Aim of the task:
Look for the word "IntoResponse" in the material below, then report each line where it occurs.

Given records:

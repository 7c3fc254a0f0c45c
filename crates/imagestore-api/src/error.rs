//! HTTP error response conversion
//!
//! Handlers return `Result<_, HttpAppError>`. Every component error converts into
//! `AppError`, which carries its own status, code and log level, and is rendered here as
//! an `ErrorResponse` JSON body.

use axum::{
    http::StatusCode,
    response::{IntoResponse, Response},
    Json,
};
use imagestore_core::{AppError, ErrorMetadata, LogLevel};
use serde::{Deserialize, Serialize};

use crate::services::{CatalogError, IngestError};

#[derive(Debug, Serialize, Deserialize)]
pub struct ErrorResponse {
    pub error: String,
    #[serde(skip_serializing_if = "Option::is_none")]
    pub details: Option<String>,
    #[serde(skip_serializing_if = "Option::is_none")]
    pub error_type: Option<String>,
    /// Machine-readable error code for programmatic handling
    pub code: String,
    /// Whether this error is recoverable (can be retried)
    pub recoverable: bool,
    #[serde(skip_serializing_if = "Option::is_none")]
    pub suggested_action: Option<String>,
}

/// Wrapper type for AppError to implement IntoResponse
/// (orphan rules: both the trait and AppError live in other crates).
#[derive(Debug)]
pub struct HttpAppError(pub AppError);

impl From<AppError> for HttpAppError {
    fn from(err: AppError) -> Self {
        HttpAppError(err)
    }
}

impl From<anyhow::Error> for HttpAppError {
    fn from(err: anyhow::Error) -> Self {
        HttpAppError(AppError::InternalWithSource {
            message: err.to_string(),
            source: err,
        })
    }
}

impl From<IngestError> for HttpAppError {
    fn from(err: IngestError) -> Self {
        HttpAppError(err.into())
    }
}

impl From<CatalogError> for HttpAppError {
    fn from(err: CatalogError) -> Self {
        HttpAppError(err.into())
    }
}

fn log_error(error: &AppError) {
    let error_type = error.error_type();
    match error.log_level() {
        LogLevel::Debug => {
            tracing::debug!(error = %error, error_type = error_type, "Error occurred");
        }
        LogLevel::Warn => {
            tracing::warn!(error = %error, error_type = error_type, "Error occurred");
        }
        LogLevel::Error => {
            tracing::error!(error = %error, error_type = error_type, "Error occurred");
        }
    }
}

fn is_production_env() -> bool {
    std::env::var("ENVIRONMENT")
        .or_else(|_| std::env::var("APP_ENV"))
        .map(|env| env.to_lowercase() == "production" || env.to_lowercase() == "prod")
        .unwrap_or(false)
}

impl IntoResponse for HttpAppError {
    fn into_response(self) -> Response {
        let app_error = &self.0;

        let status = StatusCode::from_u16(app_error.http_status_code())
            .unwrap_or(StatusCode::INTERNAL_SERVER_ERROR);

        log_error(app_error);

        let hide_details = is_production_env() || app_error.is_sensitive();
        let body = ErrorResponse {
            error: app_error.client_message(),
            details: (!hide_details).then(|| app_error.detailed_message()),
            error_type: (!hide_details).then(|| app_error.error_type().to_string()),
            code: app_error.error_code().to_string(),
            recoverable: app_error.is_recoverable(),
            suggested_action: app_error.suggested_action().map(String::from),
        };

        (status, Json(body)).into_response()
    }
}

Task result:
    response::{IntoResponse, Response},
/// Wrapper type for AppError to implement IntoResponse
impl IntoResponse for HttpAppError {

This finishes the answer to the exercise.